Proteste a Tel Aviv degli eritrei che rischiano la deportazione
Eritrea sempre più oppressa mentre nuove tensioni su acqua e confini minacciano la stabilità nel Corno d’Africa e una impennata dei flussi verso l’Europa. Dopo la chiusura di cinque cliniche cattoliche da parte del regime dell’Asmara – come riportato all’agenzia Fides da don Mosè Zerai, cappellano della comunità eritrea in Svizzera – per la rigida applicazione della legge che vieta attività private in campo sanitario, il prete torna a riferire di episodi di repressione della protesta giovanile, dopo la chiusura della scuola islamica a fine ottobre e gli spari contro gli studenti che non volevano fosse consegnato alle autorità l’elenco degli iscritti per non venire richiamati alle armi al quarto anno.
Secondo notizie trapelate dalla cortina che avvolge il piccolo Stato africano – il più repressivo al mondo dopo la Corea del Nord a detta anche delle Ong per i diritti umani – e raccolte da don Zerai, è finita male lo scorso dicembre anche una protesta di 7.500 reclute del campo di addestramento di Adi- haro contro i maltrattamenti, il basso salario e l’impiego da parte degli ufficiali della truppa in lavori forzati anche nel settore privato. Dopo essere riusciti a incontrare il presidente Issaias Afewerki per esporgli le ragioni del malcontento, i giovani sono stati deportati per ordine dell’uomo forte dell’Asmara nel campo di rieducazione di Naro senza cibo né acqua.

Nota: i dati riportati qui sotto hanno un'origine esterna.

//! Handlers for the `/users` resource.
//!
//! Listing is open to any authenticated user; changes require `admin`.

use airwatch_core::error::CoreError;
use airwatch_core::roles::validate_role;
use airwatch_core::types::DbId;
use airwatch_db::models::user::{UpdateUser, UserResponse};
use airwatch_db::repositories::UserRepo;
use axum::extract::{Path, State};
use axum::http::StatusCode;
use axum::Json;
use serde::Deserialize;

use crate::auth::password::{hash_password, validate_password_strength, MIN_PASSWORD_LENGTH};
use crate::error::{AppError, AppResult};
use crate::handlers::auth::{create_account, AccountFields};
use crate::middleware::rbac::{RequireAdmin, RequireAuth};
use crate::response::ListResponse;
use crate::state::AppState;

#[derive(Debug, Deserialize)]
pub struct CreateUserRequest {
    pub name: String,
    pub email: String,
    pub password: String,
    pub role: Option<String>,
}

/// A non-empty `password` replaces the current one.
#[derive(Debug, Deserialize)]
pub struct UpdateUserRequest {
    pub name: Option<String>,
    pub email: Option<String>,
    pub role: Option<String>,
    pub password: Option<String>,
}

/// GET /api/users
pub async fn list(
    State(state): State<AppState>,
    RequireAuth(_user): RequireAuth,
) -> AppResult<Json<ListResponse<UserResponse>>> {
    let users = UserRepo::list(&state.pool).await?;
    let items: Vec<UserResponse> = users.into_iter().map(UserResponse::from).collect();
    Ok(Json(items.into()))
}

/// POST /api/users
pub async fn create(
    State(state): State<AppState>,
    RequireAdmin(admin): RequireAdmin,
    Json(input): Json<CreateUserRequest>,
) -> AppResult<(StatusCode, Json<UserResponse>)> {
    let user =
        create_account(&state, &input.name, &input.email, &input.password, input.role).await?;
    tracing::info!(user_id = user.id, admin_id = admin.user_id, "User created");
    Ok((StatusCode::CREATED, Json(user)))
}

/// PUT /api/users/{id}
pub async fn update(
    State(state): State<AppState>,
    RequireAdmin(admin): RequireAdmin,
    Path(id): Path<DbId>,
    Json(input): Json<UpdateUserRequest>,
) -> AppResult<Json<UserResponse>> {
    if let Some(role) = &input.role {
        validate_role(role)?;
    }
    let fields = AccountFields::new(input.name.as_deref(), input.email.as_deref())?;

    let password_hash = match input.password.as_deref().filter(|p| !p.is_empty()) {
        Some(password) => {
            validate_password_strength(password, MIN_PASSWORD_LENGTH)
                .map_err(|msg| AppError::Core(CoreError::Validation(msg)))?;
            Some(hash_password(password).map_err(|e| {
                AppError::InternalError(format!("Password hashing error: {e}"))
            })?)
        }
        None => None,
    };
    let password_reset = password_hash.is_some();

    let update = UpdateUser {
        name: fields.name,
        email: fields.email,
        role: input.role,
        password_hash,
    };
    let user = UserRepo::update(&state.pool, id, &update)
        .await?
        .ok_or(AppError::not_found("User", id))?;

    tracing::info!(
        user_id = id,
        admin_id = admin.user_id,
        password_reset,
        "User updated"
    );
    Ok(Json(user.into()))
}

/// DELETE /api/users/{id}
///
/// A user who recorded measurements cannot be deleted (409).
pub async fn delete(
    State(state): State<AppState>,
    RequireAdmin(admin): RequireAdmin,
    Path(id): Path<DbId>,
) -> AppResult<StatusCode> {
    if !UserRepo::delete(&state.pool, id).await? {
        return Err(AppError::not_found("User", id));
    }
    tracing::info!(user_id = id, admin_id = admin.user_id, "User deleted");
    Ok(StatusCode::NO_CONTENT)
}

Diverse le vittime, stremate dalle privazioni, stando sempre alle testimonianze raccolte dal sacerdote. Nella capitale, intanto, confermano diversi osservatori e membri dell’opposizione, prosegue la chiusura di negozi, alberghi, ristoranti a causa delle restrizioni sui prelievi bancari (330 dollari mensili a testa) che portano all’asfissia della piccola impresa. Segno dell’indifferenza del regime verso l’iniziativa privata e il turismo. Mentre non si placano in Israele le polemiche e le proteste per la deportazione in Ruanda e Uganda di richiedenti asilo, in prevalenza etiopi e sudanesi. Continuano anche le proteste davanti alle ambasciate di Kigali e Kampala a Tel Aviv, almeno tre piloti della compagnia di bandiera israeliana El Al hanno annunciato che si rifiuteranno di compiere i rimpatri dei profughi in Africa. La chiusura delle cliniche e i “sigilli” ai confini da parte del Sudan per la recente crisi che sta alzando la tensione nella regione ha inoltre bloccato a Khartum diversi eritrei recatisi nel Paese confinante per curarsi, visto che le operazioni sono diventate rischiose negli ospedali eritrei dove sono frequenti le interruzioni di energia elettrica.
Tra Tesseney e Kassala, il confine più poroso dell’Africa per il traffico di esseri umani è stato intanto chiuso. Sono state decise infatti esercitazioni dell’esercito eritreo e delle truppe sudanesi. Un’escalation iniziata secondo media africani il mese scorso quando il presidente turco Recep Tayyip Erdogan è andato in Sudan in vista per la prima volta stipulando accordi commerciali con l’omologo sudanese Omar el-Bashir e cedendo temporaneamente ad Ankara la storica città portuale di Suakin, ufficialmente per restaurarla, in pratica per creare un punto di appoggio per le navi militari turche nel Mar Rosso. L’intesa è stata duramente criticata dal Cairo nemico della Fratellanza musulmana di cui Erdogan è considerato sostenitore e l’Egitto ha risposto, ha riferito al-Jazeera, inviando in una base eritrea gestita dagli Emirati Arabi Uniti, al confine con il Sudan, un centinaio di soldati dotati di armi sofisticate e blindati.
Khartum ha reagito richiamando l’ambasciatore al Cairo per consultazioni e sigillando la regione di Kassala al confine con l’Eritrea, dove ha schierato migliaia di soldati. Sullo sfondo c’è il problema della diga sul Nilo Azzurro che coinvolge l’Etiopia, il Sudan e l’Egitto. Per realizzare il progetto da 4,8 miliardi di dollari l’Etiopia ha deciso unilateralmente di deviare il corso del fiume. Il premier etiope ha garantito che non creerà problemi idrici ai due vicini, aumentando la produzione di energia elettrica. Ma c’è chi teme un conflitto tra Egitto ed Eritrea da un parte ed Etiopia e Sudan sostenuti dalla Turchia di Erdogan dall’altra. Tutti Paesi finanziati dall’Unione Europea con centinaia di milioni di euro per vigilare sui confini e ridurre i flussi migratori. E con cieca fiducia.